~によるとhttps://www.geeksforgeeks.org/rev-command-in-linux-with-examples/
Linuxのrevコマンドは、1文字ずつ行を置き換えるために使用されます。
例えば
wolf@linux:~$ rev
Hello World!
!dlroW olleH
rev
実際の適用例は何ですか?
なぜ文字列を裏返すのですか?
答え1
非標準rev
ユーティリティは、文字列の一方向で操作を表現または実行する方が簡単ですが、逆の場合に便利です。
例えば、最後テキスト行のタブを使用してフィールドを区切りますcut
(テキストが標準入力に達すると仮定)。
rev | cut -f 1 | rev
「最後のフィールド」をとして表現する方法がないので、行をcut
反転して最初のフィールドを取得する方が簡単です。明らかにを使用する方がawk -F '\t' '{ print $NF }'
良い解決策だと思うかもしれませんが、常に最善の解決策を最初に検討するわけではありません。

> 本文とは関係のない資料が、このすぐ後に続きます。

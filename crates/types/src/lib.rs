//! # PMS Types
//!
//! Small validated value types shared by every crate in the workspace.
//!
//! - [`NonEmptyText`]: trimmed text that can never be blank
//! - [`Gender`]: the closed set of accepted gender values
//! - [`Verdict`]: the qualitative BMI band

use std::fmt;
use std::str::FromStr;

/// Errors raised while constructing a value type from raw input.
#[derive(Debug, Clone, PartialEq, Eq, thiserror::Error)]
pub enum TextError {
    /// The input was empty or whitespace only.
    #[error("text cannot be empty")]
    Empty,
    /// The input is not one of the accepted gender values.
    #[error("'{0}' is not one of: male, female, others")]
    UnknownGender(String),
}

/// Text guaranteed to hold at least one non-whitespace character.
///
/// Leading and trailing whitespace is removed on construction, so two inputs that
/// differ only by padding produce equal values.
#[derive(Debug, Clone, PartialEq, Eq, Hash)]
pub struct NonEmptyText(String);

impl NonEmptyText {
    /// Trim `input` and wrap it, rejecting blank values.
    pub fn new(input: impl AsRef<str>) -> Result<Self, TextError> {
        let trimmed = input.as_ref().trim();
        if trimmed.is_empty() {
            return Err(TextError::Empty);
        }
        Ok(Self(trimmed.to_owned()))
    }

    pub fn as_str(&self) -> &str {
        &self.0
    }

    pub fn into_string(self) -> String {
        self.0
    }
}

impl fmt::Display for NonEmptyText {
    fn fmt(&self, f: &mut fmt::Formatter<'_>) -> fmt::Result {
        f.write_str(&self.0)
    }
}

impl AsRef<str> for NonEmptyText {
    fn as_ref(&self) -> &str {
        &self.0
    }
}

impl serde::Serialize for NonEmptyText {
    fn serialize<S>(&self, serializer: S) -> Result<S::Ok, S::Error>
    where
        S: serde::Serializer,
    {
        serializer.serialize_str(&self.0)
    }
}

impl<'de> serde::Deserialize<'de> for NonEmptyText {
    fn deserialize<D>(deserializer: D) -> Result<Self, D::Error>
    where
        D: serde::Deserializer<'de>,
    {
        let raw = String::deserialize(deserializer)?;
        NonEmptyText::new(raw).map_err(serde::de::Error::custom)
    }
}

/// Recorded gender of a patient.
#[derive(Debug, Clone, Copy, PartialEq, Eq, Hash, serde::Serialize, serde::Deserialize)]
#[serde(rename_all = "lowercase")]
pub enum Gender {
    Male,
    Female,
    Others,
}

impl Gender {
    /// Wire spelling used in requests, responses and the store file.
    pub fn as_str(self) -> &'static str {
        match self {
            Gender::Male => "male",
            Gender::Female => "female",
            Gender::Others => "others",
        }
    }
}

impl FromStr for Gender {
    type Err = TextError;

    /// Parses the exact lowercase wire spelling; no case folding is applied.
    fn from_str(s: &str) -> Result<Self, Self::Err> {
        match s {
            "male" => Ok(Gender::Male),
            "female" => Ok(Gender::Female),
            "others" => Ok(Gender::Others),
            other => Err(TextError::UnknownGender(other.to_owned())),
        }
    }
}

impl fmt::Display for Gender {
    fn fmt(&self, f: &mut fmt::Formatter<'_>) -> fmt::Result {
        f.write_str(self.as_str())
    }
}

/// Qualitative band a BMI value falls into.
#[derive(Debug, Clone, Copy, PartialEq, Eq, Hash, serde::Serialize, serde::Deserialize)]
pub enum Verdict {
    Underweight,
    Normal,
    Overweight,
    Obese,
}

impl Verdict {
    /// Band for a BMI value. Each band includes its lower threshold.
    pub fn from_bmi(bmi: f64) -> Self {
        if bmi < 18.5 {
            Verdict::Underweight
        } else if bmi < 25.0 {
            Verdict::Normal
        } else if bmi < 30.0 {
            Verdict::Overweight
        } else {
            Verdict::Obese
        }
    }

    pub fn as_str(self) -> &'static str {
        match self {
            Verdict::Underweight => "Underweight",
            Verdict::Normal => "Normal",
            Verdict::Overweight => "Overweight",
            Verdict::Obese => "Obese",
        }
    }
}

impl fmt::Display for Verdict {
    fn fmt(&self, f: &mut fmt::Formatter<'_>) -> fmt::Result {
        f.write_str(self.as_str())
    }
}

#[cfg(test)]
mod tests {
    use super::*;

    #[test]
    fn non_empty_text_trims_input() {
        let text = NonEmptyText::new("  Pune \n").expect("should accept padded text");
        assert_eq!(text.as_str(), "Pune");
    }

    #[test]
    fn non_empty_text_rejects_blank_input() {
        assert_eq!(NonEmptyText::new("").unwrap_err(), TextError::Empty);
        assert_eq!(NonEmptyText::new(" \t ").unwrap_err(), TextError::Empty);
    }

    #[test]
    fn non_empty_text_deserialize_rejects_blank() {
        let err = serde_json::from_str::<NonEmptyText>("\"   \"").expect_err("blank should fail");
        assert!(err.to_string().contains("empty"));
    }

    #[test]
    fn gender_parses_wire_spelling_only() {
        assert_eq!("male".parse::<Gender>().unwrap(), Gender::Male);
        assert_eq!("female".parse::<Gender>().unwrap(), Gender::Female);
        assert_eq!("others".parse::<Gender>().unwrap(), Gender::Others);

        let err = "Male".parse::<Gender>().expect_err("case must match");
        assert_eq!(err, TextError::UnknownGender("Male".into()));
    }

    #[test]
    fn gender_serializes_lowercase() {
        let json = serde_json::to_string(&Gender::Others).unwrap();
        assert_eq!(json, "\"others\"");
    }

    #[test]
    fn verdict_bands_include_lower_threshold() {
        assert_eq!(Verdict::from_bmi(18.49), Verdict::Underweight);
        assert_eq!(Verdict::from_bmi(18.5), Verdict::Normal);
        assert_eq!(Verdict::from_bmi(24.999), Verdict::Normal);
        assert_eq!(Verdict::from_bmi(25.0), Verdict::Overweight);
        assert_eq!(Verdict::from_bmi(29.99), Verdict::Overweight);
        assert_eq!(Verdict::from_bmi(30.0), Verdict::Obese);
    }

    #[test]
    fn verdict_serializes_capitalised() {
        let json = serde_json::to_string(&Verdict::Underweight).unwrap();
        assert_eq!(json, "\"Underweight\"");
    }
}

(現在)承認された回答最後から計算してテキスト行からフィールドを切り取り(選択)するには?と一緒にこのアプローチを使用しますrev
が、ランナーの答えは代替案を示しています。
もう1つの例は、大きな整数にカンマを挿入することで次のように12345678
なります12,345,678
(右から始めて3つのグループの元の数字)。
echo '12345678' | rev | sed -e 's/.../&,/g' -e 's/,$//' | rev
また、見ることができます文字列反転を何に使用していますか?より多くの例については、SoftwareEngineering SEのウェブサイトをご覧ください。
答え2
具体的な例を挙げると、rev
生物情報学でよく使われるDNA配列の逆補完を助ける便利なツールです。
覚えてくださいDNAヌクレオチドからなる二本鎖ポリマーである。通常、DNAは単にヌクレオチドの最初の文字(A、C、G、T)としてモデル化されます。あるチェーンの「順序」が分かると、もう一方のチェーンも知られています。 Aは常にTとペアになり、Cは常にGとペアになるためです。したがって、二本鎖DNA配列は次のようになり得る。
ACGTGTCAT
TGCACAGTA
DNAと2本鎖に関するもう1つの事実は、方向性があり、一般に5'末端から3'末端に「読み込まれる」ことです。このストランドは逆平行方向性を有し、反対方向に読み取ることができる。下の画像をご覧ください。
5' ACGTGTCAT 3'
3' TGCACAGTA 5'
配列が非常に長くなる可能性があるので(長さが数千または数百万のヌクレオチド)、鎖を決定することが有用であることがよくあります。したがって、これはプログラム的に行われます。便利な方法はrev
(およびtr
)を使用することです。
echo ACGTGTCAT | tr ACGT TGCA | rev
ATGACACGT
答え3
双方向認識端末(UTF-8以前でも)以前は、テキストファイルをヘブライ語で表示するために使用できました(アラビア語は文字を表現に変換する必要があるため、より複雑です)。これを論理物理方向に変換します。
答え4
テキストファイル形式のストリップレイアウト(ASCIIアート)がある場合は、反転してアセンブリを案内するはんだ付け面の写真を作成します。